With the stroke of a pen, Democratic Gov. Tom Wolf last week made Pennsylvania the 14th state to adopt legislation targeting companies that engage in boycotts or other actions supporting the boycott, divestment and sanctions (BDS) movement against Israel.
“We must make clear that we are in favor of a peaceful, negotiated solution to this conflict,” Wolf said of the Israeli-Palestinian conflict during a Nov. 4 signing ceremony for House Bill 2107, now Act 163 of 2016. “[We will] not encourage economic punishment in place of peaceful solutions to challenging conflicts.”
Sent to the governor in the waning days of the Republican-controlled General Assembly’s session, the legislation requires companies doing business with the state to certify that they do not boycott or discriminate against any sovereign state. It sailed through passage on votes of 181-9 in the House of Representatives and 47-1 in the Senate.
The law was authored by Rep. Matt Baker (R-District 68), who represents parts of Tioga, Bradford and Potter counties, and cosponsored by House Speaker Mike Turzai (R-District 28) of Allegheny County.
The BDS movement “is one of the main vehicles for spreading anti-Semitism,” Turzai said in a statement. “It is in our best interest to stand with Israel by promoting trade and commercial activities and to discourage policies that disregard that interest.
“Republicans and Democrats in the House have taken an historic step forward in the fight against prejudice,” he added. “I am proud our state has chosen to stand on the right side of history, uphold our historic opposition to discrimination, and stand with one of America’s strongest allies.”
In Harrisburg, the Pennsylvania Jewish Coalition took the lead in fighting for the law’s passage.

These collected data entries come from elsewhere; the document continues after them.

//! HBnB Core Library
//!
//! Entity model, the storage port and the error type shared by the HBnB
//! API server and its storage engines.

pub mod error;
pub mod ports;
pub mod types;

pub use error::{HbnbError, Result};
pub use ports::Storage;
pub use types::*;
use super::{BaseFields, Entity, Kind, Model};
use serde::{Deserialize, Serialize};

#[derive(Debug, Clone, PartialEq, Serialize, Deserialize)]
pub struct Amenity {
    #[serde(flatten)]
    pub base: BaseFields,
    #[serde(default)]
    pub name: String,
}

impl Model for Amenity {
    const KIND: Kind = Kind::Amenity;
    const REQUIRED: &'static [&'static str] = &["name"];
    const CREATE_FIELDS: &'static [&'static str] = &["name"];
    const UPDATE_FIELDS: &'static [&'static str] = &["name"];

    fn base(&self) -> &BaseFields {
        &self.base
    }

    fn base_mut(&mut self) -> &mut BaseFields {
        &mut self.base
    }

    fn from_entity(entity: Entity) -> Option<Self> {
        match entity {
            Entity::Amenity(amenity) => Some(amenity),
            _ => None,
        }
    }
}

impl From<Amenity> for Entity {
    fn from(amenity: Amenity) -> Self {
        Entity::Amenity(amenity)
    }
}
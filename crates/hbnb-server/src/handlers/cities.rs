//! City handlers, nested under states for listing and creation

use super::{created, find, json_object, persist, render_all, require, ApiResult};
use crate::AppState;
use axum::{
    body::Bytes,
    extract::{Path, State},
    http::{HeaderMap, StatusCode},
    Json,
};
use hbnb_core::{City, Entity, Kind, Model, State as StateRecord};
use serde_json::Value;
use tracing::info;

pub async fn list(
    State(state): State<AppState>,
    Path(state_id): Path<String>,
) -> ApiResult<Json<Vec<Value>>> {
    let parent: Entity = find::<StateRecord>(&*state.storage, &state_id)?.into();
    render_all(state.relations.children(&parent, Kind::City))
}

pub async fn create(
    State(state): State<AppState>,
    Path(state_id): Path<String>,
    headers: HeaderMap,
    body: Bytes,
) -> ApiResult<(StatusCode, Json<Value>)> {
    find::<StateRecord>(&*state.storage, &state_id)?;
    let attrs = json_object(&headers, &body)?;
    require(&attrs, City::REQUIRED)?;

    let entity: Entity = City::build(&attrs, &[("state_id", &state_id)])?.into();
    persist(&state, entity.clone()).await?;
    info!("Created {} in State.{}", entity.key(), state_id);
    created(&entity)
}
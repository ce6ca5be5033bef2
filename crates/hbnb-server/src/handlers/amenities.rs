//! Amenity handlers

use super::{created, json_object, persist, require, ApiResult};
use crate::AppState;
use axum::{body::Bytes, extract::State, http::{HeaderMap, StatusCode}, Json};
use hbnb_core::{Amenity, Entity, Model};
use serde_json::Value;
use tracing::info;

pub async fn create(
    State(state): State<AppState>,
    headers: HeaderMap,
    body: Bytes,
) -> ApiResult<(StatusCode, Json<Value>)> {
    let attrs = json_object(&headers, &body)?;
    require(&attrs, Amenity::REQUIRED)?;

    let entity: Entity = Amenity::build(&attrs, &[])?.into();
    persist(&state, entity.clone()).await?;
    info!("Created {}", entity.key());
    created(&entity)
}
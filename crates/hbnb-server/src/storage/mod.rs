//! Storage layer
//!
//! Two engines behind the `Storage` port: a JSON file (default) and an
//! embedded SQLite database. Both keep the same in-memory index.

pub mod db;
pub mod file;
pub mod index;

pub use db::DbStorage;
pub use file::FileStorage;
pub use index::Index;

use crate::config::{ServerConfig, StorageType};
use hbnb_core::{Result, Storage};
use std::sync::Arc;

/// Open the engine selected by configuration and load its contents.
pub async fn open(config: &ServerConfig) -> Result<Arc<dyn Storage>> {
    let storage: Arc<dyn Storage> = match config.type_storage {
        StorageType::File => Arc::new(FileStorage::open(&config.file_path)),
        StorageType::Db => Arc::new(DbStorage::open(&config.database_path).await?),
    };
    storage.reload().await?;
    Ok(storage)
}
//! HBnB API server
//!
//! REST CRUD over states, cities, amenities, users, places and reviews,
//! backed by either a JSON file or an embedded SQLite database.

pub mod config;
pub mod handlers;
pub mod services;
pub mod storage;

use axum::{
    extract::{Request, State},
    middleware::{self, Next},
    response::Response,
    routing::get,
    Router,
};
use handlers::resource;
use hbnb_core::{Amenity, City, Place, Review, State as StateRecord, Storage, User};
use services::RelationResolver;
use std::sync::Arc;
use tower::Layer;
use tower_http::cors::{Any, CorsLayer};
use tower_http::normalize_path::{NormalizePath, NormalizePathLayer};
use tower_http::trace::TraceLayer;
use tracing::warn;

/// Application state shared across handlers
#[derive(Clone)]
pub struct AppState {
    pub storage: Arc<dyn Storage>,
    pub relations: Arc<RelationResolver>,
}

impl AppState {
    pub fn new(storage: Arc<dyn Storage>) -> Self {
        let relations = Arc::new(RelationResolver::new(storage.clone()));
        Self { storage, relations }
    }
}

/// Build the full service: API under `/api/v1`, JSON 404 everywhere else.
///
/// Trailing slashes are trimmed before routing, so `/api/v1/states/` and
/// `/api/v1/states` reach the same handler.
pub fn app(state: AppState) -> NormalizePath<Router> {
    NormalizePathLayer::trim_trailing_slash().layer(router(state))
}

fn router(state: AppState) -> Router {
    Router::new()
        .nest("/api/v1", api_routes())
        .fallback(handlers::not_found)
        .layer(middleware::from_fn_with_state(state.clone(), teardown))
        .layer(
            CorsLayer::new()
                .allow_origin(Any)
                .allow_methods(Any)
                .allow_headers(Any),
        )
        .layer(TraceLayer::new_for_http())
        .with_state(state)
}

fn api_routes() -> Router<AppState> {
    Router::new()
        .route("/status", get(handlers::status))
        .route("/stats", get(handlers::stats))
        .route(
            "/states",
            get(resource::list::<StateRecord>).post(handlers::states::create),
        )
        .route(
            "/states/:id",
            get(resource::show::<StateRecord>)
                .put(resource::update::<StateRecord>)
                .delete(resource::destroy::<StateRecord>),
        )
        .route(
            "/states/:id/cities",
            get(handlers::cities::list).post(handlers::cities::create),
        )
        .route(
            "/cities/:id",
            get(resource::show::<City>)
                .put(resource::update::<City>)
                .delete(resource::destroy::<City>),
        )
        .route(
            "/cities/:id/places",
            get(handlers::places::list).post(handlers::places::create),
        )
        .route(
            "/amenities",
            get(resource::list::<Amenity>).post(handlers::amenities::create),
        )
        .route(
            "/amenities/:id",
            get(resource::show::<Amenity>)
                .put(resource::update::<Amenity>)
                .delete(resource::destroy::<Amenity>),
        )
        .route(
            "/users",
            get(resource::list::<User>).post(handlers::users::create),
        )
        .route(
            "/users/:id",
            get(resource::show::<User>)
                .put(handlers::users::update)
                .delete(resource::destroy::<User>),
        )
        .route(
            "/places/:id",
            get(resource::show::<Place>)
                .put(resource::update::<Place>)
                .delete(resource::destroy::<Place>),
        )
        .route(
            "/places/:id/reviews",
            get(handlers::reviews::list).post(handlers::reviews::create),
        )
        .route(
            "/reviews/:id",
            get(resource::show::<Review>)
                .put(resource::update::<Review>)
                .delete(resource::destroy::<Review>),
        )
}

/// Release the storage session once the response is ready.
async fn teardown(State(state): State<AppState>, request: Request, next: Next) -> Response {
    let response = next.run(request).await;
    if let Err(e) = state.storage.close().await {
        warn!("Failed to close {} storage: {}", state.storage.name(), e);
    }
    response
}
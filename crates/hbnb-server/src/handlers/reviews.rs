//! Review handlers, nested under places for listing and creation

use super::{created, find, find_referenced, json_object, persist, render_all, require, ApiResult};
use crate::AppState;
use axum::{
    body::Bytes,
    extract::{Path, State},
    http::{HeaderMap, StatusCode},
    Json,
};
use hbnb_core::{Entity, Kind, Model, Place, Review, User};
use serde_json::Value;
use tracing::info;

pub async fn list(
    State(state): State<AppState>,
    Path(place_id): Path<String>,
) -> ApiResult<Json<Vec<Value>>> {
    let parent: Entity = find::<Place>(&*state.storage, &place_id)?.into();
    render_all(state.relations.children(&parent, Kind::Review))
}

pub async fn create(
    State(state): State<AppState>,
    Path(place_id): Path<String>,
    headers: HeaderMap,
    body: Bytes,
) -> ApiResult<(StatusCode, Json<Value>)> {
    find::<Place>(&*state.storage, &place_id)?;
    let attrs = json_object(&headers, &body)?;
    require(&attrs, Review::REQUIRED)?;
    find_referenced::<User>(&*state.storage, &attrs, "user_id")?;

    let entity: Entity = Review::build(&attrs, &[("place_id", &place_id)])?.into();
    persist(&state, entity.clone()).await?;
    info!("Created {} for Place.{}", entity.key(), place_id);
    created(&entity)
}
//! Place types

use super::{BaseFields, Entity, Kind, Model};
use serde::{Deserialize, Serialize};

/// A rentable place in a city, owned by a user
#[derive(Debug, Clone, PartialEq, Serialize, Deserialize)]
pub struct Place {
    #[serde(flatten)]
    pub base: BaseFields,
    #[serde(default)]
    pub city_id: String,
    #[serde(default)]
    pub user_id: String,
    #[serde(default)]
    pub name: String,
    #[serde(default)]
    pub description: String,
    #[serde(default)]
    pub number_rooms: i64,
    #[serde(default)]
    pub number_bathrooms: i64,
    #[serde(default)]
    pub max_guest: i64,
    #[serde(default)]
    pub price_by_night: i64,
    #[serde(default)]
    pub latitude: f64,
    #[serde(default)]
    pub longitude: f64,
}

/// Descriptive fields a client may set at creation or later.
const DESCRIPTIVE: &[&str] = &[
    "name",
    "description",
    "number_rooms",
    "number_bathrooms",
    "max_guest",
    "price_by_night",
    "latitude",
    "longitude",
];

impl Model for Place {
    const KIND: Kind = Kind::Place;
    const REQUIRED: &'static [&'static str] = &["user_id", "name"];
    const CREATE_FIELDS: &'static [&'static str] = &[
        "user_id",
        "name",
        "description",
        "number_rooms",
        "number_bathrooms",
        "max_guest",
        "price_by_night",
        "latitude",
        "longitude",
    ];
    const UPDATE_FIELDS: &'static [&'static str] = DESCRIPTIVE;

    fn base(&self) -> &BaseFields {
        &self.base
    }

    fn base_mut(&mut self) -> &mut BaseFields {
        &mut self.base
    }

    fn from_entity(entity: Entity) -> Option<Self> {
        match entity {
            Entity::Place(place) => Some(place),
            _ => None,
        }
    }
}

impl From<Place> for Entity {
    fn from(place: Place) -> Self {
        Entity::Place(place)
    }
}
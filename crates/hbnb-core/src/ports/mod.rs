//! Ports (traits) implemented by the server's adapters

pub mod storage;

pub use storage::*;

“This is part of a long-term trend from the government of Pennsylvania that basically supports Israel and these causes,” said Matt Handel, the organization’s chairman. “We’ve had terror-free investment that was passed several years ago. There’s been support for Holocaust education and support for terror-free procurement.
“We have a [state] government that has stated quite clearly that they don’t want to do business with potential enemies of Israel. They don’t want to procure from companies that potentially do business with the enemies of Israel. With this BDS statement, they’re taking the next logical step and saying, ‘We don’t want government funds used to target Israel unfairly.’”
Dani Dayan, the Israeli consul general to New York and the Mid-Atlantic region, congratulated legislators for strengthening Pennsylvania’s bond with the Jewish state.
“In endorsing this important legislation, the commonwealth of Pennsylvania has not only stood up for the sacred bonds of brotherhood and friendship with the people of Israel, but also for the principles of justice and peace in the Middle East,” Dayan said in a statement. “The close cooperation between Israel and Pennsylvania reflects not only shared values but shared interests of innovation and prosperity.”